California’s new rule, which also applies to national veal and egg producers, requires more space for breeding pigs, chickens and calves, although the state hasn’t issued formal regulations on how the new standards will be enforced yet.

Producers who supply the state with eggs and veal say they should be able to comply with the new law at a large enough scale to meet California’s demand for their products, but pork producers, many of whom are located in Iowa, are worried about being able to meet the standards to continue to legally supply the Golden State with bacon, sausage, ham and other pork products. Californians currently consume roughly 15% of all pork produced in the country.

“We are very concerned about the potential supply impacts and therefore cost increases,” Matt Sutton, the public policy director for the California Restaurant Association, said.

It is possible that the courts intervene or the state temporarily allows non-compliant meat to be sold, but only 4% of pork producers comply with the new rules as of now, per The Associated Press. Per one estimate, pork producers will have to pony up about 15% more per animal for a farm with 1,000 breeding pigs in order to meet the new standard.

Lawsuits attempting to overturn the new requirements have been filed by a coalition of California restaurants, business groups and members of the pork industry, but courts have supported the law thus far.

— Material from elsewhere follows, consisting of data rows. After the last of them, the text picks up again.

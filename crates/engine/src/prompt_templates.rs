//! Prompt construction for the three request kinds sent to the LLM.
//!
//! - Narration: free text in three phases, closed by the verdict line
//! - Recommendation: strict JSON `{"choix": "<Nom>"}`
//! - Generation: strict JSON `{"pokemon": [...]}`
//!
//! The reply formats declared here are the contract `use_cases::response_parser`
//! reads back. Building a prompt never touches the network.

use serde_json::Value;

use pokearena_domain::{BatchSize, CharacterRecord, ElementType, GeneratedBatch, Terrain, BATCH_KEY};

use crate::infrastructure::ports::{ChatMessage, LlmRequest};

/// Token opening the last line of a narration.
pub const VERDICT_SENTINEL: &str = "VAINQUEUR";

/// Key of the recommendation reply object.
pub const CHOICE_KEY: &str = "choix";

/// System and user prompt for one request.
#[derive(Debug, Clone, PartialEq, Eq)]
pub struct PromptPair {
    pub system: String,
    pub user: String,
}

impl PromptPair {
    pub fn into_request(self) -> LlmRequest {
        LlmRequest::new(vec![ChatMessage::user(self.user)]).with_system_prompt(self.system)
    }
}

/// Fixed prompt texts.
pub mod defaults {
    /// Narrator role and hard rules. `{terrain}` and `{favoured}` are filled in
    /// per battle.
    pub const NARRATION_SYSTEM_PROMPT: &str = r#"Tu es un commentateur de combats de créatures, strictement neutre.

RÈGLES IMPÉRATIVES :
1. Reste neutre : ne favorise aucun combattant avant le dénouement.
2. Fonde l'issue du combat sur le Type, la Description, la Personnalité et les Stats de chaque combattant.
3. Le terrain modifie les chances de victoire : il avantage les types qui lui sont associés (par exemple, un Volcan avantage un type Feu).
   Terrain du combat : {terrain}. Types avantagés sur ce terrain : {favoured}.
4. Structure ton récit en exactement trois phases, chacune annoncée par son titre sur sa propre ligne :
   Début
   Tournant
   Fin
5. La dernière ligne de ta réponse doit être exactement :
   VAINQUEUR : <nom du vainqueur>
   en reprenant le nom exact d'un des deux combattants, sans aucun texte après."#;

    pub const RECOMMENDATION_SYSTEM_PROMPT: &str = r#"Tu es un expert en créatures qui aide un dresseur à choisir son compagnon.
On te fournit une liste de créatures au format JSON et la description de la personnalité du dresseur.
Choisis la créature dont le caractère correspond le mieux à cette personnalité.

Réponds UNIQUEMENT avec un objet JSON strict de la forme :
{"choix": "<Nom exact de la créature>"}
Aucun texte avant ou après, aucun bloc de code."#;

    /// `{count}` is filled in per request.
    pub const GENERATION_SYSTEM_PROMPT: &str = r#"Tu es un game designer qui invente des créatures originales.

Réponds UNIQUEMENT avec un objet JSON strict de la forme :
{"pokemon": [{"Nom": "...", "Type": "...", "Description": "...", "Personnalite": "...", "Stats": {"PV": 0, "Attaque": 0, "Defense": 0, "Vitesse": 0}}]}

La liste "pokemon" contient exactement {count} créatures.
Chaque nom est unique et inventé. Aucun texte en dehors du JSON."#;
}

/// Narration request for a validated matchup.
pub fn build_narration_prompt(
    champion: &CharacterRecord,
    adversary: &CharacterRecord,
    terrain: Terrain,
) -> PromptPair {
    let favoured = terrain
        .favoured_types()
        .iter()
        .map(ElementType::label)
        .collect::<Vec<_>>()
        .join(", ");

    let system = defaults::NARRATION_SYSTEM_PROMPT
        .replace("{terrain}", terrain.label())
        .replace("{favoured}", &favoured);

    let user = format!(
        "Terrain : {}\n\nChampion :\n{}\n\nAdversaire :\n{}\n\nRaconte le combat.",
        terrain.label(),
        champion.to_pretty_json(),
        adversary.to_pretty_json(),
    );

    PromptPair { system, user }
}

/// Recommendation request: the whole batch plus the user's own words.
pub fn build_recommendation_prompt(batch: &GeneratedBatch, user_description: &str) -> PromptPair {
    let records = Value::Array(
        batch
            .records()
            .iter()
            .map(|record| Value::Object(record.fields().clone()))
            .collect(),
    );

    let user = format!(
        "Créatures disponibles :\n{:#}\n\nPersonnalité du dresseur :\n{}",
        records, user_description
    );

    PromptPair {
        system: defaults::RECOMMENDATION_SYSTEM_PROMPT.to_string(),
        user,
    }
}

/// Generation request for `size` new records, optionally steered to one type.
pub fn build_generation_prompt(size: BatchSize, dominant_type: Option<ElementType>) -> PromptPair {
    let system = defaults::GENERATION_SYSTEM_PROMPT.replace("{count}", &size.get().to_string());

    let allowed = ElementType::all()
        .iter()
        .map(ElementType::label)
        .collect::<Vec<_>>()
        .join(", ");

    let steering = match dominant_type {
        Some(element) => format!(
            "Type dominant : {}. La majorité des créatures doivent être de ce type.",
            element.label()
        ),
        None => "Aucun type dominant : varie les types.".to_string(),
    };

    let user = format!(
        "Génère {} créatures sous la clé \"{}\".\n{}\nTypes autorisés : {}.",
        size.get(),
        BATCH_KEY,
        steering,
        allowed
    );

    PromptPair { system, user }
}
//! PokéArena Engine library.
//!
//! Everything that talks to the LLM or holds session state.
//!
//! ## Structure
//!
//! - `prompt_templates` - Prompt pairs and the reply contracts they declare
//! - `use_cases/` - Arena and lab workflows, LLM reply parsing
//! - `stores/` - In-memory session state
//! - `infrastructure/` - LLM port, Groq adapter, settings
//! - `api/` - HTTP entry points
//! - `app` - Application composition

pub mod api;
pub mod app;
pub mod infrastructure;
pub mod prompt_templates;
pub mod stores;
pub mod use_cases;

/// End-to-end workflow tests against a scripted LLM.
#[cfg(test)]
mod e2e_tests;

pub use app::App;
#[cfg(test)]
mod tests {
    use super::*;
    use axum::body::{to_bytes, Body};
    use axum::http::Request;
    use tower::ServiceExt;

    use crate::infrastructure::ports::{LlmError, LlmResponse, MockLlmPort};

    fn router(llm: MockLlmPort) -> Router {
        let app = Arc::new(App::new(Arc::new(llm), BatchSize::default()));
        routes().with_state(app)
    }

    fn idle_llm() -> MockLlmPort {
        let mut llm = MockLlmPort::new();
        llm.expect_generate().never();
        llm
    }

    fn post_json(uri: &str, body: Value) -> Request<Body> {
        Request::builder()
            .method("POST")
            .uri(uri)
            .header("content-type", "application/json")
            .body(Body::from(body.to_string()))
            .unwrap()
    }

    async fn send(router: &Router, request: Request<Body>) -> (StatusCode, Value) {
        let response = router.clone().oneshot(request).await.unwrap();
        let status = response.status();
        let bytes = to_bytes(response.into_body(), usize::MAX).await.unwrap();
        let body = serde_json::from_slice(&bytes).unwrap_or(Value::Null);
        (status, body)
    }

    fn contenders_body() -> Value {
        json!({
            "champion": r#"{"nom":"Flamgeist","type":"Feu"}"#,
            "adversary": {"Nom": "Aquashock", "Type": "Eau"},
            "terrain": "Volcan"
        })
    }

    #[tokio::test]
    async fn test_health() {
        let router = router(idle_llm());
        let response = router
            .clone()
            .oneshot(Request::get("/api/health").body(Body::empty()).unwrap())
            .await
            .unwrap();
        assert_eq!(response.status(), StatusCode::OK);

        let response = router
            .oneshot(Request::get("/").body(Body::empty()).unwrap())
            .await
            .unwrap();
        assert_eq!(response.status(), StatusCode::NOT_FOUND);
    }

    #[tokio::test]
    async fn test_reference_lists() {
        let router = router(idle_llm());

        let (status, terrains) =
            send(&router, Request::get("/api/terrains").body(Body::empty()).unwrap()).await;
        assert_eq!(status, StatusCode::OK);
        assert_eq!(terrains[0]["name"], "Volcan");
        assert_eq!(terrains[0]["default"], true);
        assert_eq!(terrains[0]["favoured_types"][0], "Feu");

        let (_, types) =
            send(&router, Request::get("/api/element-types").body(Body::empty()).unwrap()).await;
        assert_eq!(types["none"], "Aucun");
        assert_eq!(types["types"].as_array().map(Vec::len), Some(18));
    }

    #[tokio::test]
    async fn test_contenders_accepted() {
        let router = router(idle_llm());
        let (status, body) = send(&router, post_json("/api/arena/contenders", contenders_body())).await;

        assert_eq!(status, StatusCode::OK);
        assert_eq!(body["champion"]["name"], "Flamgeist");
        assert_eq!(body["adversary"]["type"], "Eau");
        assert_eq!(body["terrain"], "Volcan");
    }

    #[tokio::test]
    async fn test_contenders_rejected_per_side() {
        let router = router(idle_llm());
        let (status, body) = send(
            &router,
            post_json(
                "/api/arena/contenders",
                json!({"champion": "{oops", "adversary": r#"{"Name":"B","Type":"Sol"}"#}),
            ),
        )
        .await;

        assert_eq!(status, StatusCode::UNPROCESSABLE_ENTITY);
        assert!(body["champion"].is_string());
        assert!(body["adversary"].is_null());

        let (_, session) =
            send(&router, Request::get("/api/session").body(Body::empty()).unwrap()).await;
        assert!(session["champion"].is_null());
    }

    #[tokio::test]
    async fn test_unknown_terrain() {
        let router = router(idle_llm());
        let mut body = contenders_body();
        body["terrain"] = json!("Lune");
        let (status, _) = send(&router, post_json("/api/arena/contenders", body)).await;
        assert_eq!(status, StatusCode::BAD_REQUEST);
    }

    #[tokio::test]
    async fn test_battle_before_contenders_conflicts() {
        let router = router(idle_llm());
        let (status, body) = send(&router, post_json("/api/arena/battle", json!({}))).await;
        assert_eq!(status, StatusCode::CONFLICT);
        assert!(body["error"].is_string());
    }

    #[tokio::test]
    async fn test_battle_service_failure_is_bad_gateway() {
        let mut llm = MockLlmPort::new();
        llm.expect_generate()
            .returning(|_| Err(LlmError::MissingApiKey));
        let router = router(llm);

        send(&router, post_json("/api/arena/contenders", contenders_body())).await;
        let (status, body) = send(&router, post_json("/api/arena/battle", json!({}))).await;

        assert_eq!(status, StatusCode::BAD_GATEWAY);
        assert!(body["error"].as_str().unwrap_or_default().contains("GROQ_API_KEY"));
    }

    #[tokio::test]
    async fn test_batch_size_validated_before_llm() {
        let router = router(idle_llm());
        let (status, _) = send(&router, post_json("/api/lab/batch", json!({"size": 11}))).await;
        assert_eq!(status, StatusCode::BAD_REQUEST);

        let (status, _) = send(
            &router,
            post_json("/api/lab/batch", json!({"dominant_type": "Plasma"})),
        )
        .await;
        assert_eq!(status, StatusCode::BAD_REQUEST);
    }

    #[tokio::test]
    async fn test_batch_then_companion() {
        let mut llm = MockLlmPort::new();
        let mut seq = mockall::Sequence::new();
        llm.expect_generate()
            .times(1)
            .in_sequence(&mut seq)
            .returning(|_| {
                Ok(LlmResponse::text(
                    r#"{"pokemon":[{"Nom":"Aquashock","Type":"Eau"},{"Nom":"Flamgeist","Type":"Feu"},{"Nom":"Terragon","Type":"Sol"}]}"#,
                ))
            });
        llm.expect_generate()
            .times(1)
            .in_sequence(&mut seq)
            .returning(|_| Ok(LlmResponse::text(r#"{"choix":"Flamgeist"}"#)));
        let router = router(llm);

        let (status, batch) = send(
            &router,
            post_json("/api/lab/batch", json!({"dominant_type": "Aucun"})),
        )
        .await;
        assert_eq!(status, StatusCode::OK);
        assert_eq!(batch["count"], 3);
        assert_eq!(batch["columns"], json!(["nom", "type"]));
        assert_eq!(batch["records"][1]["nom"], "Flamgeist");

        let (status, companion) = send(
            &router,
            post_json("/api/lab/companion", json!({"description": "Fougueux"})),
        )
        .await;
        assert_eq!(status, StatusCode::OK);
        assert_eq!(companion["choice"], "Flamgeist");
        assert!(companion["identity_card"]
            .as_str()
            .unwrap_or_default()
            .contains("\"type\": \"Feu\""));

        let (_, session) =
            send(&router, Request::get("/api/session").body(Body::empty()).unwrap()).await;
        assert_eq!(session["companion"]["name"], "Flamgeist");
    }

    #[tokio::test]
    async fn test_companion_without_batch_conflicts() {
        let router = router(idle_llm());
        let (status, _) = send(
            &router,
            post_json("/api/lab/companion", json!({"description": "Calme"})),
        )
        .await;
        assert_eq!(status, StatusCode::CONFLICT);
    }

    #[tokio::test]
    async fn test_session_reset() {
        let router = router(idle_llm());
        send(&router, post_json("/api/arena/contenders", contenders_body())).await;

        let response = router
            .clone()
            .oneshot(
                Request::post("/api/session/reset")
                    .body(Body::empty())
                    .unwrap(),
            )
            .await
            .unwrap();
        assert_eq!(response.status(), StatusCode::NO_CONTENT);

        let (_, session) =
            send(&router, Request::get("/api/session").body(Body::empty()).unwrap()).await;
        assert!(session["champion"].is_null());
        assert!(session["terrain"].is_null());
    }
}
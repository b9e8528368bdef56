//! Scripted LLM for E2E tests.
//!
//! Replies are replayed in order; every request is kept for later assertions.
//! Running out of replies is an error, not a panic, so a test that makes one
//! call too many fails on its own assertion.

use std::collections::VecDeque;
use std::sync::{Arc, Mutex};

use async_trait::async_trait;

use pokearena_domain::BatchSize;

use crate::app::App;
use crate::infrastructure::ports::{LlmError, LlmPort, LlmRequest, LlmResponse};

pub struct ScriptedLlm {
    replies: Mutex<VecDeque<Result<LlmResponse, LlmError>>>,
    requests: Mutex<Vec<LlmRequest>>,
}

impl ScriptedLlm {
    pub fn new() -> Self {
        Self {
            replies: Mutex::new(VecDeque::new()),
            requests: Mutex::new(Vec::new()),
        }
    }

    pub fn reply(self, content: &str) -> Self {
        self.push(Ok(LlmResponse::text(content)))
    }

    pub fn fail(self, error: LlmError) -> Self {
        self.push(Err(error))
    }

    fn push(self, reply: Result<LlmResponse, LlmError>) -> Self {
        self.replies.lock().unwrap().push_back(reply);
        self
    }

    pub fn requests(&self) -> Vec<LlmRequest> {
        self.requests.lock().unwrap().clone()
    }
}

#[async_trait]
impl LlmPort for ScriptedLlm {
    async fn generate(&self, request: LlmRequest) -> Result<LlmResponse, LlmError> {
        self.requests.lock().unwrap().push(request);
        self.replies
            .lock()
            .unwrap()
            .pop_front()
            .unwrap_or_else(|| Err(LlmError::RequestFailed("no scripted reply left".to_string())))
    }
}

/// App wired to `llm`, plus the handle used to inspect its requests.
pub fn scripted_app(llm: ScriptedLlm) -> (Arc<App>, Arc<ScriptedLlm>) {
    let llm = Arc::new(llm);
    let app = Arc::new(App::new(llm.clone(), BatchSize::default()));
    (app, llm)
}
//! End-to-end workflow tests.
//!
//! These drive complete `App` instances (use cases, session store and, where
//! relevant, the HTTP router) against a scripted LLM that replays canned
//! replies and records every request it received.
//!
//! ```bash
//! cargo test -p pokearena-engine --lib e2e_tests
//! ```

mod scripted_llm;

pub use scripted_llm::*;
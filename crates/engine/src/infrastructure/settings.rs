//! Engine settings loaded from the environment.
//!
//! `.env` files are loaded by `main` before this runs. Unset variables fall
//! back to defaults; unparsable numeric values fall back too, with a warning.

use std::fmt;

use pokearena_domain::BatchSize;

use crate::infrastructure::groq::{DEFAULT_GROQ_BASE_URL, DEFAULT_GROQ_MODEL, DEFAULT_TIMEOUT_SECS};

pub const DEFAULT_SERVER_HOST: &str = "0.0.0.0";
pub const DEFAULT_SERVER_PORT: u16 = 3000;

#[derive(Clone)]
pub struct LlmSettings {
    pub base_url: String,
    pub model: String,
    pub api_key: Option<String>,
    pub timeout_secs: u64,
}

impl fmt::Debug for LlmSettings {
    fn fmt(&self, f: &mut fmt::Formatter<'_>) -> fmt::Result {
        f.debug_struct("LlmSettings")
            .field("base_url", &self.base_url)
            .field("model", &self.model)
            .field("api_key", &self.api_key.as_ref().map(|_| "<redacted>"))
            .field("timeout_secs", &self.timeout_secs)
            .finish()
    }
}

#[derive(Debug, Clone)]
pub struct EngineSettings {
    pub llm: LlmSettings,
    pub server_host: String,
    pub server_port: u16,
    pub default_batch_size: BatchSize,
    /// Comma-separated origins, or `*`. CORS is off when unset.
    pub cors_allowed_origins: Option<String>,
}

impl EngineSettings {
    pub fn from_env() -> Self {
        Self::from_lookup(|key| std::env::var(key).ok())
    }

    pub fn from_lookup(lookup: impl Fn(&str) -> Option<String>) -> Self {
        let get = |key: &str| {
            lookup(key)
                .map(|value| value.trim().to_string())
                .filter(|value| !value.is_empty())
        };

        let llm = LlmSettings {
            base_url: get("LLM_BASE_URL").unwrap_or_else(|| DEFAULT_GROQ_BASE_URL.to_string()),
            model: get("LLM_MODEL").unwrap_or_else(|| DEFAULT_GROQ_MODEL.to_string()),
            api_key: get("GROQ_API_KEY"),
            timeout_secs: parse_or("LLM_TIMEOUT_SECS", get("LLM_TIMEOUT_SECS"), DEFAULT_TIMEOUT_SECS),
        };

        let default_batch_size = match get("DEFAULT_BATCH_SIZE") {
            Some(raw) => match raw.parse::<i64>().map(BatchSize::new) {
                Ok(Ok(size)) => size,
                _ => {
                    tracing::warn!(
                        value = %raw,
                        "DEFAULT_BATCH_SIZE must be an integer between {} and {}, using default",
                        BatchSize::MIN,
                        BatchSize::MAX
                    );
                    BatchSize::default()
                }
            },
            None => BatchSize::default(),
        };

        Self {
            llm,
            server_host: get("SERVER_HOST").unwrap_or_else(|| DEFAULT_SERVER_HOST.to_string()),
            server_port: parse_or(
                "SERVER_PORT",
                get("SERVER_PORT").or_else(|| get("PORT")),
                DEFAULT_SERVER_PORT,
            ),
            default_batch_size,
            cors_allowed_origins: get("CORS_ALLOWED_ORIGINS"),
        }
    }
}

fn parse_or<T: std::str::FromStr + Copy>(key: &str, raw: Option<String>, default: T) -> T {
    match raw {
        Some(raw) => raw.parse().unwrap_or_else(|_| {
            tracing::warn!(key, value = %raw, "Invalid numeric setting, using default");
            default
        }),
        None => default,
    }
}
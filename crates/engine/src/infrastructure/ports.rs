//! Port traits for infrastructure boundaries.
//!
//! The generative-language service is the only external dependency of the
//! engine, so the LLM port is the only abstraction here. Everything else is
//! concrete.

use async_trait::async_trait;

// =============================================================================
// Error Types
// =============================================================================

/// Failure of the external generative service.
///
/// Every variant is surfaced once to the caller; nothing is retried.
#[derive(Debug, Clone, PartialEq, Eq, thiserror::Error)]
pub enum LlmError {
    #[error("LLM API key is not configured (set GROQ_API_KEY)")]
    MissingApiKey,
    #[error("LLM request timed out after {0}s")]
    Timeout(u64),
    #[error("LLM request failed: {0}")]
    RequestFailed(String),
    #[error("Invalid response: {0}")]
    InvalidResponse(String),
}

// =============================================================================
// LLM Types
// =============================================================================

/// Shape the service is asked to reply in.
#[derive(Debug, Clone, Copy, PartialEq, Eq, Default)]
pub enum ResponseFormat {
    #[default]
    Text,
    /// Reply must be a single JSON object.
    JsonObject,
}

#[derive(Debug, Clone)]
pub struct LlmRequest {
    /// The conversation history
    pub messages: Vec<ChatMessage>,
    /// System prompt / context
    pub system_prompt: Option<String>,
    /// Temperature for response generation (0.0 - 2.0)
    pub temperature: Option<f32>,
    pub response_format: ResponseFormat,
}

impl LlmRequest {
    pub fn new(messages: Vec<ChatMessage>) -> Self {
        Self {
            messages,
            system_prompt: None,
            temperature: None,
            response_format: ResponseFormat::Text,
        }
    }

    pub fn with_system_prompt(mut self, prompt: impl Into<String>) -> Self {
        self.system_prompt = Some(prompt.into());
        self
    }

    pub fn with_temperature(mut self, temp: f32) -> Self {
        self.temperature = Some(temp);
        self
    }

    pub fn with_json_response(mut self) -> Self {
        self.response_format = ResponseFormat::JsonObject;
        self
    }
}

/// A message in the conversation
#[derive(Debug, Clone, PartialEq, Eq)]
pub struct ChatMessage {
    pub role: MessageRole,
    pub content: String,
}

impl ChatMessage {
    pub fn user(content: impl Into<String>) -> Self {
        Self {
            role: MessageRole::User,
            content: content.into(),
        }
    }
}

#[derive(Debug, Clone, Copy, PartialEq, Eq)]
pub enum MessageRole {
    User,
    System,
}

impl MessageRole {
    pub fn as_str(&self) -> &'static str {
        match self {
            MessageRole::User => "user",
            MessageRole::System => "system",
        }
    }
}

/// Response from the LLM
#[derive(Debug, Clone)]
pub struct LlmResponse {
    /// The generated text content
    pub content: String,
    pub finish_reason: FinishReason,
}

impl LlmResponse {
    /// A complete text response.
    pub fn text(content: impl Into<String>) -> Self {
        Self {
            content: content.into(),
            finish_reason: FinishReason::Stop,
        }
    }
}

/// Reason the generation finished
#[derive(Debug, Clone, Copy, PartialEq, Eq)]
pub enum FinishReason {
    Stop,
    Length,
    ContentFilter,
    Unknown,
}

#[cfg_attr(test, mockall::automock)]
#[async_trait]
pub trait LlmPort: Send + Sync {
    async fn generate(&self, request: LlmRequest) -> Result<LlmResponse, LlmError>;
}
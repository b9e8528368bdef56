//! PokéArena domain: records, terrain, generated batches and session state.
//!
//! Everything here is pure. Parsing and validation happen at construction,
//! so a `CharacterRecord` or `GeneratedBatch` in hand is already normalized.

pub mod batch;
pub mod element;
pub mod error;
pub mod record;
pub mod session;
pub mod terrain;

pub use batch::{BatchSize, GeneratedBatch, BATCH_KEY, NAME_COLUMNS};
pub use element::{ElementType, NO_DOMINANT_TYPE};
pub use error::{LookupError, ValidationError};
pub use record::{
    validate_pair, CharacterRecord, RecordSummary, NAME_ALIASES, NAME_KEY, TYPE_ALIASES, TYPE_KEY,
};
pub use session::{CompanionSelection, ContenderSide, Matchup, SessionState};
pub use terrain::Terrain;
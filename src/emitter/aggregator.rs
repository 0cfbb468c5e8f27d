//! Aggregator unit emission
//!
//! `ResourcesDB` re-exports every resource unit in manifest order, so a single
//! import (or include) gives access to the whole resource set.

use super::{AGGREGATOR_NAME, EmitOptions, GeneratedUnit, Indent, OutputFormat, SourceWriter};

/// Render the aggregator for `identifiers`, keeping their order
pub fn emit_aggregator<S: AsRef<str>>(identifiers: &[S], options: &EmitOptions) -> GeneratedUnit {
    let mut w = SourceWriter::new();
    w.preamble(options, None);

    let root = Indent::ROOT;
    match options.format {
        OutputFormat::Module => {
            w.line(root, &format!("export module {};", AGGREGATOR_NAME));
            w.blank();
            for identifier in identifiers {
                w.line(root, &format!("export import {};", identifier.as_ref()));
            }
        }
        OutputFormat::Header => {
            w.line(root, "#pragma once");
            w.blank();
            for identifier in identifiers {
                let file_name = options.format.file_name(identifier.as_ref());
                w.line(root, &format!("#include \"{}\"", file_name));
            }
        }
    }

    GeneratedUnit {
        name: AGGREGATOR_NAME.to_string(),
        file_name: options.format.file_name(AGGREGATOR_NAME),
        contents: w.finish(),
    }
}
//! Common test utilities for resembed integration tests

use assert_cmd::Command;
use std::path::PathBuf;
use tempfile::TempDir;

/// A scratch project holding a resource tree and an output directory
#[allow(dead_code)]
pub struct TestProject {
    /// Temporary directory
    #[allow(dead_code)]
    pub temp: TempDir,
    /// Path to project root
    pub path: PathBuf,
}

#[allow(dead_code)]
impl TestProject {
    /// Create a new test project
    pub fn new() -> Self {
        let temp = TempDir::new().expect("Failed to create temp directory");
        let path = temp.path().to_path_buf();
        std::fs::create_dir_all(path.join("assets")).expect("Failed to create assets directory");
        Self { temp, path }
    }

    /// Resource root of the project
    pub fn assets(&self) -> PathBuf {
        self.path.join("assets")
    }

    /// Output directory of the project
    pub fn generated(&self) -> PathBuf {
        self.path.join("generated")
    }

    /// Write a resource file below `assets/`
    pub fn write_resource(&self, path: &str, content: &[u8]) {
        let file_path = self.assets().join(path);
        if let Some(parent) = file_path.parent() {
            std::fs::create_dir_all(parent).expect("Failed to create parent directory");
        }
        std::fs::write(&file_path, content).expect("Failed to write file");
    }

    /// Write a file relative to the project root
    pub fn write_file(&self, path: &str, content: &str) {
        let file_path = self.path.join(path);
        if let Some(parent) = file_path.parent() {
            std::fs::create_dir_all(parent).expect("Failed to create parent directory");
        }
        std::fs::write(&file_path, content).expect("Failed to write file");
    }

    /// Read a generated file
    pub fn read_generated(&self, name: &str) -> String {
        std::fs::read_to_string(self.generated().join(name)).expect("Failed to read file")
    }

    /// Sorted names of every entry in the output directory
    pub fn generated_names(&self) -> Vec<String> {
        let mut names: Vec<String> = std::fs::read_dir(self.generated())
            .expect("Failed to read output directory")
            .map(|e| {
                e.expect("Failed to read entry")
                    .file_name()
                    .to_string_lossy()
                    .into_owned()
            })
            .collect();
        names.sort();
        names
    }

    /// Command running resembed from the project root with the standard positionals
    pub fn resembed(&self, namespace: &str) -> Command {
        let mut cmd = resembed_cmd();
        cmd.current_dir(&self.path)
            .arg("assets")
            .arg("generated")
            .arg(namespace);
        cmd
    }
}

impl Default for TestProject {
    fn default() -> Self {
        Self::new()
    }
}

/// Command for the resembed binary with a clean environment
#[allow(dead_code)]
pub fn resembed_cmd() -> Command {
    // Temporary fix for deprecated cargo_bin - will be updated when build-dir issues are resolved
    #[allow(deprecated)]
    let mut cmd = Command::cargo_bin("resembed").expect("resembed binary should be built");
    cmd.env_remove("RESEMBED_CONFIG")
        .env_remove("RESEMBED_PCH_HEADER");
    cmd
}

/// Parse the byte literals between the constructor's initializer braces
#[allow(dead_code)]
pub fn embedded_bytes(unit: &str) -> Vec<u8> {
    let start = unit
        .find("m_data = new unsigned char[")
        .expect("unit should allocate its buffer");
    let rest = &unit[start..];
    let open = rest.find('{').expect("initializer should open");
    let close = rest.find('}').expect("initializer should close");
    rest[open + 1..close]
        .split(',')
        .map(str::trim)
        .filter(|token| !token.is_empty())
        .map(|token| {
            u8::from_str_radix(token.trim_start_matches("0x"), 16).expect("hex literal")
        })
        .collect()
}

“Why are pork producers constantly trying to overturn laws relating to cruelty to animals?” Josh Balk, the head of farm animal protection efforts at the Humane Society of the United States, said. “It says something about the pork industry when it seems its business operandi is to lose at the ballot when they try to defend the practices and then when animal cruelty laws are passed, to try to overturn them.”

The new animal welfare rules, which also create a challenge for slaughterhouses, could become a national standard at some point, but the expected jump in pork prices should be confined to California, for now.

“It is important to note that the law itself cannot be changed by regulations and the law has been in place since the Farm Animal Confinement Proposition (Prop 12) passed by a wide margin in 2018,” the California Department of Food and Agriculture said in response to questions from The AP.